> _TASK DETAILS_
Print out every entry, keeping each line identical to the original.

• • •

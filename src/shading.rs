use std::collections::BTreeMap;
use std::fmt;

use crate::geometry::BBox;
use crate::reader::FilledPath;

/// Every qualifying fill is grown by this much so its box covers the whole
/// visible cell, including digits drawn slightly outside the fill.
pub const BOX_INFLATION: f32 = 8.0;

/// Fill colour with channels in `0.0..=1.0`.
#[derive(Debug, Clone, Copy, PartialEq)]
pub struct Rgb {
    pub r: f32,
    pub g: f32,
    pub b: f32,
}

impl Rgb {
    pub const BLACK: Rgb = Rgb::new(0.0, 0.0, 0.0);
    pub const WHITE: Rgb = Rgb::new(1.0, 1.0, 1.0);

    pub const fn new(r: f32, g: f32, b: f32) -> Self {
        Self { r, g, b }
    }

    pub fn gray(level: f32) -> Self {
        Self::new(level, level, level)
    }

    pub fn from_cmyk(c: f32, m: f32, y: f32, k: f32) -> Self {
        Self::new((1.0 - c) * (1.0 - k), (1.0 - m) * (1.0 - k), (1.0 - y) * (1.0 - k))
    }

    /// Round every channel to three decimals so near-identical fills compare equal.
    pub fn normalized(&self) -> Self {
        fn round3(v: f32) -> f32 {
            (v * 1000.0).round() / 1000.0
        }
        Self::new(round3(self.r), round3(self.g), round3(self.b))
    }
}

impl fmt::Display for Rgb {
    fn fmt(&self, f: &mut fmt::Formatter<'_>) -> fmt::Result {
        write!(f, "RGB({:.3}, {:.3}, {:.3})", self.r, self.g, self.b)
    }
}

/// A non-white fill that may mark a calendar cell.
#[derive(Debug, Clone, PartialEq)]
pub struct ShadedBox {
    /// Index in page order; stable for diagnostics within one page.
    pub id: usize,
    pub rect: BBox,
    pub color: Option<Rgb>,
}

impl ShadedBox {
    /// Only coloured fills count as holiday shading. Black fills are borders
    /// and grid lines; fills with no RGB equivalent carry no signal.
    pub fn is_highlight(&self) -> bool {
        match self.color {
            Some(color) => color != Rgb::BLACK && color != Rgb::WHITE,
            None => false,
        }
    }

    pub fn color_label(&self) -> String {
        match self.color {
            Some(color) => color.to_string(),
            None => "Unknown".to_string(),
        }
    }
}

/// Keep every fill that has area, is not fully transparent and is not white.
pub fn detect_shaded_boxes(fills: &[FilledPath]) -> Vec<ShadedBox> {
    let mut boxes = Vec::new();
    for fill in fills {
        if fill.bbox.is_empty() || fill.alpha <= 0.0 {
            continue;
        }
        let color = fill.color.map(|c| c.normalized());
        if color == Some(Rgb::WHITE) {
            continue;
        }
        boxes.push(ShadedBox {
            id: boxes.len(),
            rect: fill.bbox.inflate(BOX_INFLATION),
            color,
        });
    }
    boxes
}

/// Per-colour box count and size range, used for page diagnostics.
#[derive(Debug, Clone, PartialEq)]
pub struct ColorSummary {
    pub count: usize,
    pub min_width: f32,
    pub max_width: f32,
    pub min_height: f32,
    pub max_height: f32,
}

pub fn summarize_colors(boxes: &[ShadedBox]) -> BTreeMap<String, ColorSummary> {
    let mut summary: BTreeMap<String, ColorSummary> = BTreeMap::new();
    for b in boxes.iter().filter(|b| b.is_highlight()) {
        let (w, h) = (b.rect.width(), b.rect.height());
        summary
            .entry(b.color_label())
            .and_modify(|s| {
                s.count += 1;
                s.min_width = s.min_width.min(w);
                s.max_width = s.max_width.max(w);
                s.min_height = s.min_height.min(h);
                s.max_height = s.max_height.max(h);
            })
            .or_insert(ColorSummary {
                count: 1,
                min_width: w,
                max_width: w,
                min_height: h,
                max_height: h,
            });
    }
    summary
}

#[cfg(test)]
mod tests {
    use super::*;

    fn fill(bbox: BBox, color: Option<Rgb>, alpha: f32) -> FilledPath {
        FilledPath { bbox, color, alpha }
    }

    #[test]
    fn skips_white_transparent_and_empty_fills() {
        let fills = vec![
            fill(BBox::new(0.0, 0.0, 10.0, 10.0), Some(Rgb::WHITE), 1.0),
            fill(BBox::new(0.0, 0.0, 10.0, 10.0), Some(Rgb::new(0.8, 0.9, 1.0)), 0.0),
            fill(BBox::new(5.0, 5.0, 5.0, 20.0), Some(Rgb::new(0.8, 0.9, 1.0)), 1.0),
            fill(BBox::new(20.0, 20.0, 40.0, 35.0), Some(Rgb::new(0.8, 0.9, 1.0)), 1.0),
        ];
        let boxes = detect_shaded_boxes(&fills);
        assert_eq!(boxes.len(), 1);
        assert_eq!(boxes[0].id, 0);
        assert_eq!(boxes[0].rect, BBox::new(12.0, 12.0, 48.0, 43.0));
    }

    #[test]
    fn nearly_white_rounds_to_white() {
        let fills = vec![fill(
            BBox::new(0.0, 0.0, 10.0, 10.0),
            Some(Rgb::new(0.9999, 1.0, 0.99995)),
            1.0,
        )];
        assert!(detect_shaded_boxes(&fills).is_empty());
    }

    #[test]
    fn black_and_unknown_fills_are_kept_but_not_highlights() {
        let fills = vec![
            fill(BBox::new(0.0, 0.0, 10.0, 10.0), Some(Rgb::BLACK), 1.0),
            fill(BBox::new(0.0, 0.0, 10.0, 10.0), None, 1.0),
            fill(BBox::new(0.0, 0.0, 10.0, 10.0), Some(Rgb::new(1.0, 0.8, 0.6)), 1.0),
        ];
        let boxes = detect_shaded_boxes(&fills);
        assert_eq!(boxes.len(), 3);
        let highlights: Vec<_> = boxes.iter().map(|b| b.is_highlight()).collect();
        assert_eq!(highlights, vec![false, false, true]);
    }

    #[test]
    fn color_summary_groups_by_normalized_color() {
        let fills = vec![
            fill(BBox::new(0.0, 0.0, 10.0, 10.0), Some(Rgb::new(1.0, 0.8, 0.6)), 1.0),
            fill(BBox::new(0.0, 0.0, 20.0, 14.0), Some(Rgb::new(1.0, 0.8, 0.6)), 1.0),
        ];
        let summary = summarize_colors(&detect_shaded_boxes(&fills));
        let s = &summary["RGB(1.000, 0.800, 0.600)"];
        assert_eq!(s.count, 2);
        assert_eq!(s.min_width, 26.0);
        assert_eq!(s.max_width, 36.0);
    }
}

• • •

> _ANSWER BOX_
filename src/shading.rs
use std::collections::BTreeMap;
use std::fmt;

use crate::geometry::BBox;
use crate::reader::FilledPath;

/// Every qualifying fill is grown by this much so its box covers the whole
/// visible cell, including digits drawn slightly outside the fill.
pub const BOX_INFLATION: f32 = 8.0;

/// Fill colour with channels in `0.0..=1.0`.
#[derive(Debug, Clone, Copy, PartialEq)]
pub struct Rgb {
    pub r: f32,
    pub g: f32,
    pub b: f32,
}

impl Rgb {
    pub const BLACK: Rgb = Rgb::new(0.0, 0.0, 0.0);
    pub const WHITE: Rgb = Rgb::new(1.0, 1.0, 1.0);

    pub const fn new(r: f32, g: f32, b: f32) -> Self {
        Self { r, g, b }
    }

    pub fn gray(level: f32) -> Self {
        Self::new(level, level, level)
    }

    pub fn from_cmyk(c: f32, m: f32, y: f32, k: f32) -> Self {
        Self::new((1.0 - c) * (1.0 - k), (1.0 - m) * (1.0 - k), (1.0 - y) * (1.0 - k))
    }

    /// Round every channel to three decimals so near-identical fills compare equal.
    pub fn normalized(&self) -> Self {
        fn round3(v: f32) -> f32 {
            (v * 1000.0).round() / 1000.0
        }
        Self::new(round3(self.r), round3(self.g), round3(self.b))
    }
}

impl fmt::Display for Rgb {
    fn fmt(&self, f: &mut fmt::Formatter<'_>) -> fmt::Result {
        write!(f, "RGB({:.3}, {:.3}, {:.3})", self.r, self.g, self.b)
    }
}

/// A non-white fill that may mark a calendar cell.
#[derive(Debug, Clone, PartialEq)]
pub struct ShadedBox {
    /// Index in page order; stable for diagnostics within one page.
    pub id: usize,
    pub rect: BBox,
    pub color: Option<Rgb>,
}

impl ShadedBox {
    /// Only coloured fills count as holiday shading. Black fills are borders
    /// and grid lines; fills with no RGB equivalent carry no signal.
    pub fn is_highlight(&self) -> bool {
        match self.color {
            Some(color) => color != Rgb::BLACK && color != Rgb::WHITE,
            None => false,
        }
    }

    pub fn color_label(&self) -> String {
        match self.color {
            Some(color) => color.to_string(),
            None => "Unknown".to_string(),
        }
    }
}

/// Keep every fill that has area, is not fully transparent and is not white.
pub fn detect_shaded_boxes(fills: &[FilledPath]) -> Vec<ShadedBox> {
    let mut boxes = Vec::new();
    for fill in fills {
        if fill.bbox.is_empty() || fill.alpha <= 0.0 {
            continue;
        }
        let color = fill.color.map(|c| c.normalized());
        if color == Some(Rgb::WHITE) {
            continue;
        }
        boxes.push(ShadedBox {
            id: boxes.len(),
            rect: fill.bbox.inflate(BOX_INFLATION),
            color,
        });
    }
    boxes
}

/// Per-colour box count and size range, used for page diagnostics.
#[derive(Debug, Clone, PartialEq)]
pub struct ColorSummary {
    pub count: usize,
    pub min_width: f32,
    pub max_width: f32,
    pub min_height: f32,
    pub max_height: f32,
}

pub fn summarize_colors(boxes: &[ShadedBox]) -> BTreeMap<String, ColorSummary> {
    let mut summary: BTreeMap<String, ColorSummary> = BTreeMap::new();
    for b in boxes.iter().filter(|b| b.is_highlight()) {
        let (w, h) = (b.rect.width(), b.rect.height());
        summary
            .entry(b.color_label())
            .and_modify(|s| {
                s.count += 1;
                s.min_width = s.min_width.min(w);
                s.max_width = s.max_width.max(w);
                s.min_height = s.min_height.min(h);
                s.max_height = s.max_height.max(h);
            })
            .or_insert(ColorSummary {
                count: 1,
                min_width: w,
                max_width: w,
                min_height: h,
                max_height: h,
            });
    }
    summary
}

#[cfg(test)]
mod tests {
    use super::*;

    fn fill(bbox: BBox, color: Option<Rgb>, alpha: f32) -> FilledPath {
        FilledPath { bbox, color, alpha }
    }

    #[test]
    fn skips_white_transparent_and_empty_fills() {
        let fills = vec![
            fill(BBox::new(0.0, 0.0, 10.0, 10.0), Some(Rgb::WHITE), 1.0),
            fill(BBox::new(0.0, 0.0, 10.0, 10.0), Some(Rgb::new(0.8, 0.9, 1.0)), 0.0),
            fill(BBox::new(5.0, 5.0, 5.0, 20.0), Some(Rgb::new(0.8, 0.9, 1.0)), 1.0),
            fill(BBox::new(20.0, 20.0, 40.0, 35.0), Some(Rgb::new(0.8, 0.9, 1.0)), 1.0),
        ];
        let boxes = detect_shaded_boxes(&fills);
        assert_eq!(boxes.len(), 1);
        assert_eq!(boxes[0].id, 0);
        assert_eq!(boxes[0].rect, BBox::new(12.0, 12.0, 48.0, 43.0));
    }

    #[test]
    fn nearly_white_rounds_to_white() {
        let fills = vec![fill(
            BBox::new(0.0, 0.0, 10.0, 10.0),
            Some(Rgb::new(0.9999, 1.0, 0.99995)),
            1.0,
        )];
        assert!(detect_shaded_boxes(&fills).is_empty());
    }

    #[test]
    fn black_and_unknown_fills_are_kept_but_not_highlights() {
        let fills = vec![
            fill(BBox::new(0.0, 0.0, 10.0, 10.0), Some(Rgb::BLACK), 1.0),
            fill(BBox::new(0.0, 0.0, 10.0, 10.0), None, 1.0),
            fill(BBox::new(0.0, 0.0, 10.0, 10.0), Some(Rgb::new(1.0, 0.8, 0.6)), 1.0),
        ];
        let boxes = detect_shaded_boxes(&fills);
        assert_eq!(boxes.len(), 3);
        let highlights: Vec<_> = boxes.iter().map(|b| b.is_highlight()).collect();
        assert_eq!(highlights, vec![false, false, true]);
    }

    #[test]
    fn color_summary_groups_by_normalized_color() {
        let fills = vec![
            fill(BBox::new(0.0, 0.0, 10.0, 10.0), Some(Rgb::new(1.0, 0.8, 0.6)), 1.0),
            fill(BBox::new(0.0, 0.0, 20.0, 14.0), Some(Rgb::new(1.0, 0.8, 0.6)), 1.0),
        ];
        let summary = summarize_colors(&detect_shaded_boxes(&fills));
        let s = &summary["RGB(1.000, 0.800, 0.600)"];
        assert_eq!(s.count, 2);
        assert_eq!(s.min_width, 26.0);
        assert_eq!(s.max_width, 36.0);
    }
}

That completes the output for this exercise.